いつ観客を無差別に襲い始めてもおかしくない。


『来てもらったところで悪いが、どう料理する?』


『消滅魔術も三割ほどだが効果が減衰している。

火炎魔術で一斉に焼くつもりだ』


『それはいいけど、一か所にどう集めるの?

それとも火炎魔術を何度も打ち込む?』


『火炎魔術は魔力効率が悪い。

連発もできなくはないが、最後を考えるとそれは避けたい。だからこうする』


魔力糸を無数に出し、グンタイイワシの周囲の空間を取り囲む。

ここで異変を感じたグンタイイワシが魔力糸の外に出ようと暴れ始める。


『もう遅い』


魔力糸で取り囲んだ範囲を狭くする。

身動きができないほど魔力糸で縛りあげられたグンタイイワシが苦しそうに藻掻く。


まだ彼の技術では百五十もの不規則に動いている個体を

一体一体補足することは“まだ”できない。


ゆえに魔力糸を無数に出し、全体を捉えて、

最後は投網のごとく縛り上げる。


『ファイア・ストーム』


『中級魔術を詠唱破棄…!』


絶命し、ばらばらと魔石になって地面に転がっていく。


『あの糸みたいなやつで行動範囲を狭めて、魔術で一気に焼く。

いやぁ、壮観だねぇ』


『さぁ、最後の一体だ』


ここで五体目の最後の魔物が動きを始める。
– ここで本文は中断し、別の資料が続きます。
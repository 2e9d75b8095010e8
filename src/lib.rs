pub mod capture;
pub mod error;
pub mod pipeline;
pub mod utils;

use serde::{Deserialize, Serialize};
use tracing::info;

use capture::frame::PixelFormat;

pub use capture::{Frame, Image};
pub use error::{PipelineError, Result, TransformError};
pub use pipeline::{BackpressurePolicy, Completed, FramePipeline, PipelineStats};

/// Environment variables override file settings, e.g.
/// `FRAMEPIPE__PIPELINE__WORKERS=8`.
const ENV_PREFIX: &str = "FRAMEPIPE";

/// System configuration
#[derive(Debug, Clone, Default, Serialize, Deserialize)]
#[serde(default)]
pub struct Config {
    pub sensor: SensorConfig,
    pub pipeline: PipelineConfig,
    pub transform: TransformConfig,
}

#[derive(Debug, Clone, Serialize, Deserialize)]
#[serde(default)]
pub struct SensorConfig {
    pub width: u32,
    pub height: u32,
    /// Nominal frame rate of the source
    pub fps: u32,
    pub format: PixelFormat,
    /// How long the demo binary streams before shutting down; runs until
    /// Ctrl-C when unset
    pub run_seconds: Option<u64>,
}

/// Fixed at construction; the pipeline has no runtime reconfiguration.
#[derive(Debug, Clone, Serialize, Deserialize)]
#[serde(default)]
pub struct PipelineConfig {
    pub buffer_capacity: usize,
    pub backpressure: BackpressurePolicy,
    pub workers: usize,
    pub rate_window_ms: f64,
    pub pin_workers: bool,
    /// Deadline for draining workers on shutdown; waits indefinitely when unset
    pub shutdown_timeout_ms: Option<u64>,
}

#[derive(Debug, Clone, Serialize, Deserialize)]
#[serde(default)]
pub struct TransformConfig {
    pub latency_ms: u64,
    pub jitter_ms: u64,
    /// Probability in [0, 1] that a frame fails
    pub failure_rate: f64,
}

impl Default for SensorConfig {
    fn default() -> Self {
        Self {
            width: 640,
            height: 480,
            fps: 30,
            format: PixelFormat::Gray8,
            run_seconds: Some(10),
        }
    }
}

impl Default for PipelineConfig {
    fn default() -> Self {
        Self {
            buffer_capacity: 8,
            backpressure: BackpressurePolicy::BlockProducer,
            workers: 4,
            rate_window_ms: 1_000.0,
            pin_workers: false,
            shutdown_timeout_ms: Some(2_000),
        }
    }
}

impl Default for TransformConfig {
    fn default() -> Self {
        // Roughly the cost of a slow per-frame algorithm at 30fps
        Self {
            latency_ms: 100,
            jitter_ms: 50,
            failure_rate: 0.0,
        }
    }
}

impl PipelineConfig {
    pub fn validate(&self) -> Result<()> {
        if self.buffer_capacity == 0 {
            return Err(PipelineError::InvalidConfiguration(
                "buffer_capacity must be at least 1".into(),
            ));
        }
        if self.workers == 0 {
            return Err(PipelineError::InvalidConfiguration(
                "workers must be at least 1".into(),
            ));
        }
        // Same conversion the pipeline performs at construction.
        pipeline::RateWindow::from_millis(self.rate_window_ms)?;
        Ok(())
    }
}

impl Config {
    /// Load defaults, then the optional TOML file, then environment overrides.
    pub fn load(path: Option<&str>) -> Result<Self> {
        let mut builder = config::Config::builder();
        if let Some(path) = path {
            info!("Loading configuration from {}", path);
            builder = builder.add_source(config::File::new(path, config::FileFormat::Toml));
        }

        let config: Config = builder
            .add_source(
                config::Environment::with_prefix(ENV_PREFIX)
                    .prefix_separator("__")
                    .separator("__"),
            )
            .build()?
            .try_deserialize()?;

        config.pipeline.validate()?;
        Ok(config)
    }
}
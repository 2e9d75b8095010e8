//! Intake behaviour when workers cannot keep up with the source

use std::sync::mpsc;
use std::sync::{Arc, Mutex};
use std::thread;
use std::time::{Duration, Instant};

use framepipe::{
    utils, BackpressurePolicy, Frame, FramePipeline, PipelineConfig, PipelineError,
    TransformError,
};

fn config(capacity: usize, policy: BackpressurePolicy, workers: usize) -> PipelineConfig {
    PipelineConfig {
        buffer_capacity: capacity,
        backpressure: policy,
        workers,
        shutdown_timeout_ms: Some(5_000),
        ..PipelineConfig::default()
    }
}

#[test]
fn block_producer_waits_for_a_slow_consumer() {
    utils::init_tracing("framepipe=info");

    // The single worker holds each frame until the test lets it go.
    let gate = Arc::new(Mutex::new(()));
    let held = gate.lock().unwrap();
    let transform = {
        let gate = gate.clone();
        move |frame: Frame<u32>| {
            let _open = gate.lock().unwrap();
            Ok::<_, TransformError>(frame.into_payload())
        }
    };
    let pipeline = Arc::new(
        FramePipeline::new(&config(1, BackpressurePolicy::BlockProducer, 1), transform).unwrap(),
    );

    // Frame 0 goes to the worker, frame 1 fills the buffer.
    pipeline.submit_now(0).unwrap();
    while pipeline.stats().queued != 0 {
        thread::sleep(Duration::from_millis(1));
    }
    pipeline.submit_now(1).unwrap();

    let (tx, rx) = mpsc::channel();
    let producer = {
        let pipeline = pipeline.clone();
        thread::spawn(move || {
            let started = Instant::now();
            let enqueued = pipeline.submit_now(2).unwrap();
            tx.send(started.elapsed()).unwrap();
            enqueued.sequence
        })
    };

    // Nothing has been dequeued, so the third submit must still be parked.
    assert!(rx.recv_timeout(Duration::from_millis(150)).is_err());

    drop(held);
    let waited = rx.recv_timeout(Duration::from_secs(5)).unwrap();
    assert!(waited >= Duration::from_millis(150));
    assert_eq!(producer.join().unwrap(), 2);

    pipeline.shutdown().unwrap();
    let stats = pipeline.stats();
    assert_eq!(stats.submitted, 3);
    assert_eq!(stats.completed, 3);
    assert_eq!(stats.evicted, 0);
    assert_eq!(pipeline.latest().map(|c| c.value), Some(2));
}

#[test]
fn drop_oldest_never_blocks_and_accounts_for_every_frame() {
    const FRAMES: u64 = 100;
    const CAPACITY: usize = 4;

    let transform = |frame: Frame<u64>| {
        thread::sleep(Duration::from_millis(5));
        Ok::<_, TransformError>(frame.into_payload())
    };
    let pipeline =
        FramePipeline::new(&config(CAPACITY, BackpressurePolicy::DropOldest, 1), transform)
            .unwrap();

    let started = Instant::now();
    let mut evictions = 0;
    for i in 0..FRAMES {
        let enqueued = pipeline.submit(i, Duration::from_millis(i)).unwrap();
        assert_eq!(enqueued.sequence, i);
        if let Some(evicted) = enqueued.evicted {
            assert!(evicted < i);
            evictions += 1;
        }
    }
    // One worker at 5 ms a frame would need half a second to keep up.
    assert!(started.elapsed() < Duration::from_millis(250));
    assert!(evictions > 0);

    pipeline.shutdown().unwrap();
    let stats = pipeline.stats();
    assert_eq!(stats.submitted, FRAMES);
    assert_eq!(stats.evicted, evictions);
    assert_eq!(stats.completed + stats.evicted + stats.failed, FRAMES);
    assert_eq!(stats.last_sequence, Some(FRAMES - 1));
    // The newest frame is never the one dropped.
    assert_eq!(pipeline.latest().map(|c| c.sequence), Some(FRAMES - 1));
}

#[test]
fn submit_after_shutdown_is_rejected() {
    let transform = |frame: Frame<u8>| Ok::<_, TransformError>(frame.into_payload());
    let pipeline =
        FramePipeline::new(&config(2, BackpressurePolicy::BlockProducer, 2), transform).unwrap();

    pipeline.submit_now(7).unwrap();
    let report = pipeline.shutdown().unwrap();
    assert_eq!(report.joined, 2);
    assert_eq!(report.abandoned, 0);

    assert!(matches!(
        pipeline.submit_now(8),
        Err(PipelineError::InvalidState(_))
    ));
    assert_eq!(pipeline.latest().map(|c| c.value), Some(7));
}

#[test]
fn shutdown_deadline_reports_stuck_workers() {
    let (release, stuck) = mpsc::channel::<()>();
    let stuck = Mutex::new(stuck);
    let transform = move |frame: Frame<u8>| {
        if frame.sequence() == 0 {
            let _ = stuck.lock().unwrap().recv();
        }
        Ok::<_, TransformError>(frame.into_payload())
    };
    let config = PipelineConfig {
        shutdown_timeout_ms: Some(100),
        ..config(4, BackpressurePolicy::BlockProducer, 2)
    };
    let pipeline = FramePipeline::new(&config, transform).unwrap();

    pipeline.submit_now(0).unwrap();
    pipeline.submit_now(1).unwrap();

    let started = Instant::now();
    let result = pipeline.shutdown();
    assert!(started.elapsed() < Duration::from_secs(2));
    assert!(matches!(
        result,
        Err(PipelineError::ShutdownTimedOut {
            joined: 1,
            abandoned: 1
        })
    ));

    // Let the detached worker finish so the test process exits cleanly.
    release.send(()).unwrap();
}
動いた先は闘技場の真ん中。


闘技場の観客はもうすでにまばらで、非難はもうほぼ完了と言っていい。


『よく来てくださいました。皆さん。

あぁ、ワタクシ自慢の魔物達が……しくしく』


(この声は放送の奴か)


闘技場の中央で待ち構えていた輩は紺のタキシードに紺のハットをかぶり、

顔には白を基調とした涙が描かれた仮面を着用している。


分かりやすいウソ泣きの仕草で演技していることを

逆にアピールしているかのような話し方をしている。